#### Description of the task:
When the string "Instant" appears in a line of the records, show the whole line.

(Stored data)
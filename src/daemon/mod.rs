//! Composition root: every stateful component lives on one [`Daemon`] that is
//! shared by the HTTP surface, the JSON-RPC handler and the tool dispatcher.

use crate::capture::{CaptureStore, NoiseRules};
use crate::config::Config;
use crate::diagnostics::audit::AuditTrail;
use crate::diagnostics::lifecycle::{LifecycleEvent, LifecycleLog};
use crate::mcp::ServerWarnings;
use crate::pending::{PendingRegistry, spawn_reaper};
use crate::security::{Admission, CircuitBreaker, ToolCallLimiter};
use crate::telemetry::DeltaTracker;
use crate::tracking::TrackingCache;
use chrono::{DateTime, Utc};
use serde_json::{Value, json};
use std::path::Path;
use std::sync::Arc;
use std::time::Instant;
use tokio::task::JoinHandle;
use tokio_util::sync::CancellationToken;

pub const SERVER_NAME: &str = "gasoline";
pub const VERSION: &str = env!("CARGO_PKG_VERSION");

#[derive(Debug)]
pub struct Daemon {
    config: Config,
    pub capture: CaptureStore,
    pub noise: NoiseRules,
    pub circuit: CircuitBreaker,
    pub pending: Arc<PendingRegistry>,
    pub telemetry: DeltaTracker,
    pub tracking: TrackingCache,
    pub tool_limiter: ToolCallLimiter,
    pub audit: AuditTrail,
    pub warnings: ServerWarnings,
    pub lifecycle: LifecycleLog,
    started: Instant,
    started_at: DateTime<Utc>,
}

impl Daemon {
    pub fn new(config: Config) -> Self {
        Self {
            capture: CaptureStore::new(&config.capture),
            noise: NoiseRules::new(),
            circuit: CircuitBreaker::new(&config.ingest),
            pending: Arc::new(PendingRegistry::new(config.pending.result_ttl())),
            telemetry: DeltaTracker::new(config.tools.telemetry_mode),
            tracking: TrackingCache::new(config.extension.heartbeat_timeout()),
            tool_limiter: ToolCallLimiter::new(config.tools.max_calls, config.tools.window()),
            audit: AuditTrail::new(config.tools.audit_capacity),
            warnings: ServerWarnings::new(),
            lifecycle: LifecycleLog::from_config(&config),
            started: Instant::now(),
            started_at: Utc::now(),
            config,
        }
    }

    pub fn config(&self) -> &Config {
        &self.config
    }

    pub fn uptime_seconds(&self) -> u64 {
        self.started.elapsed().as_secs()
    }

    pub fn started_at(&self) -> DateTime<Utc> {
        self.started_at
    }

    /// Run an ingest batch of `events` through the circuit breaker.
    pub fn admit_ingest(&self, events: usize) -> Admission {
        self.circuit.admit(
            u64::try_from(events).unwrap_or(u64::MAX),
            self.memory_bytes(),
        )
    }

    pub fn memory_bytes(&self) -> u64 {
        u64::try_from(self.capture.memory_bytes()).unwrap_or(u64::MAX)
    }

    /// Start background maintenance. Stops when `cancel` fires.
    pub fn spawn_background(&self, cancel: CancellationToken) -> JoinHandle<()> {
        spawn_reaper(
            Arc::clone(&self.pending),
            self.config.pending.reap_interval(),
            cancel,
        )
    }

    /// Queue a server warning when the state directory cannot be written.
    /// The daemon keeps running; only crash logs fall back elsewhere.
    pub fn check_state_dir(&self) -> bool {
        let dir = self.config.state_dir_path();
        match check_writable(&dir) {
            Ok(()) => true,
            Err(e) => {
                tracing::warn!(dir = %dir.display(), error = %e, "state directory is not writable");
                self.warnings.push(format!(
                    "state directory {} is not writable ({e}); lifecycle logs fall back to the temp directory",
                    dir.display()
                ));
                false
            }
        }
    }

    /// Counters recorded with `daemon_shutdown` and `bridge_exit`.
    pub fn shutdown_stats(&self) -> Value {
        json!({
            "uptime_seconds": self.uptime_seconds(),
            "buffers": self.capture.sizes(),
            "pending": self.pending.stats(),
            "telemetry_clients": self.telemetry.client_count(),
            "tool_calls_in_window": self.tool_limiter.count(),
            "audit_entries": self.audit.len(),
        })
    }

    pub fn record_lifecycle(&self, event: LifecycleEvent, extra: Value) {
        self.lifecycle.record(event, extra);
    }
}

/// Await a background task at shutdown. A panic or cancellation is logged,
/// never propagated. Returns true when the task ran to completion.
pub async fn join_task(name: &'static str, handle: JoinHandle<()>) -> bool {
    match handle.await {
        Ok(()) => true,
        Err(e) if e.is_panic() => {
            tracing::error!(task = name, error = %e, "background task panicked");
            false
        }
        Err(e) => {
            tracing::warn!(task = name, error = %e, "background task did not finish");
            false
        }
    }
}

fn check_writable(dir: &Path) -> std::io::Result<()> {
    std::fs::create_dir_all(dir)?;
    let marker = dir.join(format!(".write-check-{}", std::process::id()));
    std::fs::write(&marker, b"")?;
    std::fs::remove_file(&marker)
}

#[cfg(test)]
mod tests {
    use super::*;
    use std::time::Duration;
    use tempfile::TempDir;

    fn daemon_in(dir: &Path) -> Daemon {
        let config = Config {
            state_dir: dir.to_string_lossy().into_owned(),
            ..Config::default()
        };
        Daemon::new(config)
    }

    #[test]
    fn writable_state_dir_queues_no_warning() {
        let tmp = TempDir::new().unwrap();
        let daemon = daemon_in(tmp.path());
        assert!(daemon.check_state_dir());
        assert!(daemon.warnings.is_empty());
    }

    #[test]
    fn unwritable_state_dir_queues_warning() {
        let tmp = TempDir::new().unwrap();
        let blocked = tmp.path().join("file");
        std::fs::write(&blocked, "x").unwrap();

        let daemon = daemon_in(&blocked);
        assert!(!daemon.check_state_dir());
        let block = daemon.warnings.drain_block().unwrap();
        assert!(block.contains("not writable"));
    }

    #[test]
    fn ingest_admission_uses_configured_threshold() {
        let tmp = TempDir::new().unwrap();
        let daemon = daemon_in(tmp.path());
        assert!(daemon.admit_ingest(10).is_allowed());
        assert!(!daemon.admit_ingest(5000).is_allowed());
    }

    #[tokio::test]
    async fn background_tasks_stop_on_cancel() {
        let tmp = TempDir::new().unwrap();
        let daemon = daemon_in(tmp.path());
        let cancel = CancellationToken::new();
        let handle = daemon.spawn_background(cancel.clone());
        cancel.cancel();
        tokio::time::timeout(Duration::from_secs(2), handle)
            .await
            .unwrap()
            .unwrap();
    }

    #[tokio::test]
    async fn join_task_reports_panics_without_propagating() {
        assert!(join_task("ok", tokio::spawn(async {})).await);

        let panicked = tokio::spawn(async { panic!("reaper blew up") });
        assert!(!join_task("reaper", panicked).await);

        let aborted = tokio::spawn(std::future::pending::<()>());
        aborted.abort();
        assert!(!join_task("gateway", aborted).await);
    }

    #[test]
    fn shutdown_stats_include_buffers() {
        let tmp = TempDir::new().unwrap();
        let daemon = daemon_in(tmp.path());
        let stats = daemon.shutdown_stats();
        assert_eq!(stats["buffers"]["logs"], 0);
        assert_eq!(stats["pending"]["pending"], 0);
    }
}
--
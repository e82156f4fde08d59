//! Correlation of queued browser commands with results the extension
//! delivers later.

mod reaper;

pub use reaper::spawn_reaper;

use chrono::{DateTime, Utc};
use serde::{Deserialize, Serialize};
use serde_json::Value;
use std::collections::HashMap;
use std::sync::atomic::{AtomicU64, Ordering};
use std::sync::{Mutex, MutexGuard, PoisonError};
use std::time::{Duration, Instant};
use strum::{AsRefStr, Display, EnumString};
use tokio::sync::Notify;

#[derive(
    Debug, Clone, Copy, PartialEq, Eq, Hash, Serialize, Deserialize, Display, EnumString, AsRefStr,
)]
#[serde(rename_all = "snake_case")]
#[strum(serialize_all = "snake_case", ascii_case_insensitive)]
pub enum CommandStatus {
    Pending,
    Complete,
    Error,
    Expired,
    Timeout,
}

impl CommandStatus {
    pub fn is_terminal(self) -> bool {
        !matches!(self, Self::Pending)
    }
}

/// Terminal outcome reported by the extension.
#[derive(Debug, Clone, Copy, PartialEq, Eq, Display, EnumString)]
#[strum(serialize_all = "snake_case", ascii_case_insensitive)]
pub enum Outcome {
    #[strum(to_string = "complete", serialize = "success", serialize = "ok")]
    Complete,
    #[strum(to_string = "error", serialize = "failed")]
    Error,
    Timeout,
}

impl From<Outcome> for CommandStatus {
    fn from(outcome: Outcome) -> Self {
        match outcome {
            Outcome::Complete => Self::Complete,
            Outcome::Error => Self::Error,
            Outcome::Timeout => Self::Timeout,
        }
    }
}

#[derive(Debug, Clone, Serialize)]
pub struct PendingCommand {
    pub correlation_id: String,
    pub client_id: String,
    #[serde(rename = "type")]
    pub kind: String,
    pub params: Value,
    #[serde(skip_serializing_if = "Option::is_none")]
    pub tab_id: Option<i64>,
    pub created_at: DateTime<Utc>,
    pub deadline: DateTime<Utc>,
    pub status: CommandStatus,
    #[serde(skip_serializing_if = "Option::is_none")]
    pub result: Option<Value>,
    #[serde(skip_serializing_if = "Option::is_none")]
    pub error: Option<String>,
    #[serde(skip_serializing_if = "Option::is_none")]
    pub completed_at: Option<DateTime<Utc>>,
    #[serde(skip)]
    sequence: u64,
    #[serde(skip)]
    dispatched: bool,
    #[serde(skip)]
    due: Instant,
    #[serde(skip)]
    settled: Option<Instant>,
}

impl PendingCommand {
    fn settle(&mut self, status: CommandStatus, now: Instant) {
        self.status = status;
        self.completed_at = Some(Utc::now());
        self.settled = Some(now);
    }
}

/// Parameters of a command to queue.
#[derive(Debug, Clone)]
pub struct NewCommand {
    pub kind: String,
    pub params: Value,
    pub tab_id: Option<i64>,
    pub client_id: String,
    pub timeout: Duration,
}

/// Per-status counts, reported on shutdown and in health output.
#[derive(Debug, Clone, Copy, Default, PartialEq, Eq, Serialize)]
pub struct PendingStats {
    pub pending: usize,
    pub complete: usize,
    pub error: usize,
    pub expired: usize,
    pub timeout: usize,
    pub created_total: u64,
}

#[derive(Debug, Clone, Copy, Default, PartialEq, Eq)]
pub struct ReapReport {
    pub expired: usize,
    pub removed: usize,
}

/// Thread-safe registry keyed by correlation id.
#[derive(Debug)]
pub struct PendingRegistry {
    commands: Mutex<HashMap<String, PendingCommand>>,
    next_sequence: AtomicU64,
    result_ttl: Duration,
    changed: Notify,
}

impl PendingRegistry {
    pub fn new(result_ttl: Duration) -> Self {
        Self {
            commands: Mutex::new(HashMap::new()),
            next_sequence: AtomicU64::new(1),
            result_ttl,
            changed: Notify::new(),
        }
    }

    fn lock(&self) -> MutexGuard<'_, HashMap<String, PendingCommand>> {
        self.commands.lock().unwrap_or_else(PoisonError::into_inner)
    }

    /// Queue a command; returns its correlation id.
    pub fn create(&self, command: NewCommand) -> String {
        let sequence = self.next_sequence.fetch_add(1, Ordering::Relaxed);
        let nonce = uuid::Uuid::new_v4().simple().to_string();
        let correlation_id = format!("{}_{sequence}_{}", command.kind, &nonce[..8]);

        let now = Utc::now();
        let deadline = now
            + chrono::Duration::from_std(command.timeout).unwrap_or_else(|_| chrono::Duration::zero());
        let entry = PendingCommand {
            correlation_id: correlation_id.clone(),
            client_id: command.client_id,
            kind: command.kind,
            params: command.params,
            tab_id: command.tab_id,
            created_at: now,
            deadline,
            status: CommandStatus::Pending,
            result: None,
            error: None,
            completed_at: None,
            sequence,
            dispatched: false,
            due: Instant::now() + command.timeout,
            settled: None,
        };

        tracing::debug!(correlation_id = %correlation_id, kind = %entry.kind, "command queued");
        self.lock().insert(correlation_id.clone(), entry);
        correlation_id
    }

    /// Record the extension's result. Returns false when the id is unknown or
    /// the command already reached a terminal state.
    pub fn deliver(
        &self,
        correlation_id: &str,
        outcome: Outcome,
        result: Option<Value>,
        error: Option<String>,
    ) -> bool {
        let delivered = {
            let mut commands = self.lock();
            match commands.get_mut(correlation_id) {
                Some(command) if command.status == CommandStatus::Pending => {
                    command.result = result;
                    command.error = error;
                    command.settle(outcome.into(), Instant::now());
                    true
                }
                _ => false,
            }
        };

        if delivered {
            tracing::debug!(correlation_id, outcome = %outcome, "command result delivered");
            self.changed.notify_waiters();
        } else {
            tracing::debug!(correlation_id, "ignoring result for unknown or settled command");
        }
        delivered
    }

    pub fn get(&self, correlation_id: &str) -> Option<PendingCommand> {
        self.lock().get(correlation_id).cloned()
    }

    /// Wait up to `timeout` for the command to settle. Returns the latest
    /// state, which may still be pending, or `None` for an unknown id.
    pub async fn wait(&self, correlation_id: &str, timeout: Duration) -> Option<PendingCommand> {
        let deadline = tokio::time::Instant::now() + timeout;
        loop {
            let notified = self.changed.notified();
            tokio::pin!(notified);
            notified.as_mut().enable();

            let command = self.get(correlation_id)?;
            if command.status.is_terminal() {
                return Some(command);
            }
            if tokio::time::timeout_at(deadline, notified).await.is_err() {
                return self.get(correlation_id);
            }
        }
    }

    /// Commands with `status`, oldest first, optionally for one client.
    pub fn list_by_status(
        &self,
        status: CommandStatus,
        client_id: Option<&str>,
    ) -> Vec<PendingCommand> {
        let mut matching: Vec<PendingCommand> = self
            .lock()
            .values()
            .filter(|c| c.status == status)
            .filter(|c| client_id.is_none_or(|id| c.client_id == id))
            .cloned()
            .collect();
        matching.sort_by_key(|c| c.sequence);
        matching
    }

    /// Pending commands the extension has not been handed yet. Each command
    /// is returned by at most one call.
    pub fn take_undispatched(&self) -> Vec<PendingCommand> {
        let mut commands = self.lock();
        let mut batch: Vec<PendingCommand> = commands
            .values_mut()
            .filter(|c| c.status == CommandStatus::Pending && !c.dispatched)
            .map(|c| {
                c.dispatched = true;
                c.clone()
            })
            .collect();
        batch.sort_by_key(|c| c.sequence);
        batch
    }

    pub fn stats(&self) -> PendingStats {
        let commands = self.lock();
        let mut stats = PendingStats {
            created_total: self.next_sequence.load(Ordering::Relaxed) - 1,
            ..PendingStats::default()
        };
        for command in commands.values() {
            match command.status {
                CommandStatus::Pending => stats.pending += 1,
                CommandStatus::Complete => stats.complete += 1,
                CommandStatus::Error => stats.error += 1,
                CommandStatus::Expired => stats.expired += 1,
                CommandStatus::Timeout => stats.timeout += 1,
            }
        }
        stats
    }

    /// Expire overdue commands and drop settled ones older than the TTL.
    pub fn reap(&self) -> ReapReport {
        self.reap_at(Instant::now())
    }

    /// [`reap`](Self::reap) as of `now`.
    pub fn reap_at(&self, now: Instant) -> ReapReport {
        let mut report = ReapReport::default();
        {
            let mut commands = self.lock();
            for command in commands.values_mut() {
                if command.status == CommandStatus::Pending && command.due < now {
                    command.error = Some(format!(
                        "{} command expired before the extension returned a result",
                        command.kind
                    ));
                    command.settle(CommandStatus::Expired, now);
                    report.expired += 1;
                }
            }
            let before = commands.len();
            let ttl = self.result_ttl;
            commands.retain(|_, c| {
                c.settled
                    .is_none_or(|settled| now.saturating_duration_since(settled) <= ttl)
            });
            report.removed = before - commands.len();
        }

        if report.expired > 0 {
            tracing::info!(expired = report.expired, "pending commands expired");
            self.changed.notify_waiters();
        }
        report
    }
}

#### Response box:
use std::time::Instant;
    started: Instant,
            started: Instant::now(),
use std::time::{Duration, Instant};
    due: Instant,
    settled: Option<Instant>,
    fn settle(&mut self, status: CommandStatus, now: Instant) {
            due: Instant::now() + command.timeout,
                    command.settle(outcome.into(), Instant::now());
        let deadline = tokio::time::Instant::now() + timeout;
        self.reap_at(Instant::now())
    pub fn reap_at(&self, now: Instant) -> ReapReport {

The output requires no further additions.